// Framework bootstrap for the art server runtime.

use crate::frameworks::config::{AppConfig, StrategyKind};
use crate::interface_adapters::clients::GeminiClient;
use crate::interface_adapters::routes;
use crate::interface_adapters::state::AppState;
use crate::use_cases::{AnalyzeThenGenerate, SingleCallEdit, VisualizationStrategy};
use axum::Router;
use std::io::Result;
use std::sync::Arc;

fn init_tracing() {
    let filter = tracing_subscriber::EnvFilter::try_from_default_env()
        .unwrap_or_else(|_| tracing_subscriber::EnvFilter::new("info"));

    let json = matches!(std::env::var("LOG_FORMAT").as_deref(), Ok("json"));
    if json {
        tracing_subscriber::fmt()
            .with_env_filter(filter)
            .with_target(false)
            .json()
            .with_current_span(true)
            .init();
    } else {
        tracing_subscriber::fmt()
            .with_env_filter(filter)
            .with_target(false)
            .compact()
            .init();
    }

    std::panic::set_hook(Box::new(|info| {
        let backtrace = std::backtrace::Backtrace::capture();
        tracing::error!(%info, ?backtrace, "panic");
    }));
}

fn build_strategy(config: &AppConfig) -> Arc<dyn VisualizationStrategy> {
    match config.strategy {
        StrategyKind::SingleCall => Arc::new(SingleCallEdit {
            edit_model: config.edit_model.clone(),
        }),
        StrategyKind::Pipeline => Arc::new(AnalyzeThenGenerate {
            analysis_model: config.text_model.clone(),
            text_model: config.text_model.clone(),
            image_model: config.image_model.clone(),
        }),
    }
}

pub fn build_state(config: &AppConfig) -> Result<Arc<AppState>> {
    let gemini = GeminiClient::new(
        config.gemini_base_url.clone(),
        config.gemini_api_key.clone(),
        config.upstream_timeout,
    )
    .map_err(|e| std::io::Error::other(format!("failed to initialize gemini client: {e}")))?;

    // A missing key is reported per request, not at startup.
    if config.gemini_api_key.is_none() {
        tracing::warn!("GEMINI_API_KEY is not set; generation requests will fail.");
    }

    let strategy = build_strategy(config);
    tracing::debug!(
        base_url = %config.gemini_base_url,
        strategy = strategy.name(),
        timeout_ms = config.upstream_timeout.map(|t| t.as_millis() as u64),
        "gemini client configured."
    );

    Ok(Arc::new(AppState {
        model: Arc::new(gemini),
        strategy,
    }))
}

pub fn build_app(config: &AppConfig) -> Result<Router> {
    let state = build_state(config)?;
    Ok(routes::app(state, config.max_body_bytes))
}

pub async fn run(listener: tokio::net::TcpListener, config: AppConfig) -> Result<()> {
    let address = listener.local_addr()?;
    let app = build_app(&config)?;

    tracing::info!(%address, "listening");

    // Serve app and report errors rather than panicking.
    axum::serve(listener, app).await.inspect_err(|e| {
        tracing::error!(error = %e, "server error");
    })
}

pub async fn run_with_config() -> Result<()> {
    // Load .env locally; safe to ignore when not present.
    let _ = dotenvy::dotenv();
    init_tracing();

    let config = AppConfig::from_env().map_err(|e| {
        tracing::error!(error = %e, "invalid configuration");
        std::io::Error::other(e)
    })?;
    let address = config.socket_addr();

    // Bind TCP listener with error handling.
    let listener = tokio::net::TcpListener::bind(address)
        .await
        .inspect_err(|e| {
            tracing::error!(%address, error = %e, "failed to bind");
        })?;

    run(listener, config).await
}
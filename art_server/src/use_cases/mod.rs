pub mod generate_art;
pub mod orchestration;
pub mod prompts;

#[cfg(test)]
pub(crate) mod test_support;

pub use generate_art::{GenerateArtCommand, GenerateArtUseCase};
pub use orchestration::{AnalyzeThenGenerate, SingleCallEdit, VisualizationStrategy};
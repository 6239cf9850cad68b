use base64::Engine;
use base64::engine::general_purpose::STANDARD;
use std::fmt;

// Media type assumed when the data URL header does not name one.
pub const DEFAULT_MIME_TYPE: &str = "image/jpeg";

const DATA_URL_SCHEME: &str = "data:";
const BASE64_MARKER: &str = ";base64,";

// Image payload split out of a data URL. `bytes` stays base64 encoded because
// that is what the model API consumes and returns.
#[derive(Debug, Clone, PartialEq, Eq)]
pub struct DecodedImage {
    pub bytes: String,
    pub mime_type: String,
}

#[derive(Debug, Clone, PartialEq, Eq)]
pub enum InvalidImageFormat {
    NotADataUrl,
    NotBase64Encoded,
    NotAnImage(String),
    EmptyPayload,
    MalformedPayload,
}

impl fmt::Display for InvalidImageFormat {
    fn fmt(&self, f: &mut fmt::Formatter<'_>) -> fmt::Result {
        match self {
            InvalidImageFormat::NotADataUrl => write!(f, "image must be a data URL"),
            InvalidImageFormat::NotBase64Encoded => {
                write!(f, "image data URL must be base64 encoded")
            }
            InvalidImageFormat::NotAnImage(mime) => {
                write!(f, "unsupported media type {mime}, expected an image")
            }
            InvalidImageFormat::EmptyPayload => write!(f, "image data URL has an empty payload"),
            InvalidImageFormat::MalformedPayload => {
                write!(f, "image data URL payload is not valid base64")
            }
        }
    }
}

impl std::error::Error for InvalidImageFormat {}

impl DecodedImage {
    pub fn new(mime_type: impl Into<String>, bytes: impl Into<String>) -> Self {
        Self {
            bytes: bytes.into(),
            mime_type: mime_type.into(),
        }
    }

    // Parse `data:<mime>;base64,<payload>`. Anything else is rejected rather
    // than forwarded to the model service.
    pub fn parse(data_url: &str) -> Result<Self, InvalidImageFormat> {
        let rest = data_url
            .strip_prefix(DATA_URL_SCHEME)
            .ok_or(InvalidImageFormat::NotADataUrl)?;
        let (header, payload) = rest
            .split_once(BASE64_MARKER)
            .ok_or(InvalidImageFormat::NotBase64Encoded)?;

        let mime_type = match parse_media_type(header) {
            Some(mime) if mime.to_ascii_lowercase().starts_with("image/") => mime,
            Some(mime) => return Err(InvalidImageFormat::NotAnImage(mime)),
            None => DEFAULT_MIME_TYPE.to_string(),
        };

        if payload.is_empty() {
            return Err(InvalidImageFormat::EmptyPayload);
        }
        STANDARD
            .decode(payload)
            .map_err(|_| InvalidImageFormat::MalformedPayload)?;

        Ok(Self {
            bytes: payload.to_string(),
            mime_type,
        })
    }

    pub fn to_data_url(&self) -> String {
        format!(
            "{DATA_URL_SCHEME}{}{BASE64_MARKER}{}",
            self.mime_type, self.bytes
        )
    }
}

// Returns the `type/subtype` essence as written, ignoring any parameters.
fn parse_media_type(header: &str) -> Option<String> {
    let essence = header.split(';').next().unwrap_or_default().trim();
    let (kind, subtype) = essence.split_once('/')?;

    let is_token = |value: &str| {
        !value.is_empty()
            && value
                .chars()
                .all(|c| c.is_ascii_alphanumeric() || matches!(c, '+' | '-' | '.'))
    };

    (is_token(kind) && is_token(subtype)).then(|| essence.to_string())
}
pub mod config;
pub mod server;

About this exercise: Using the records above, find and show each line with the string "header".

Your response:
// Media type assumed when the data URL header does not name one.
        let (header, payload) = rest
        let mime_type = match parse_media_type(header) {
fn parse_media_type(header: &str) -> Option<String> {
    let essence = header.split(';').next().unwrap_or_default().trim();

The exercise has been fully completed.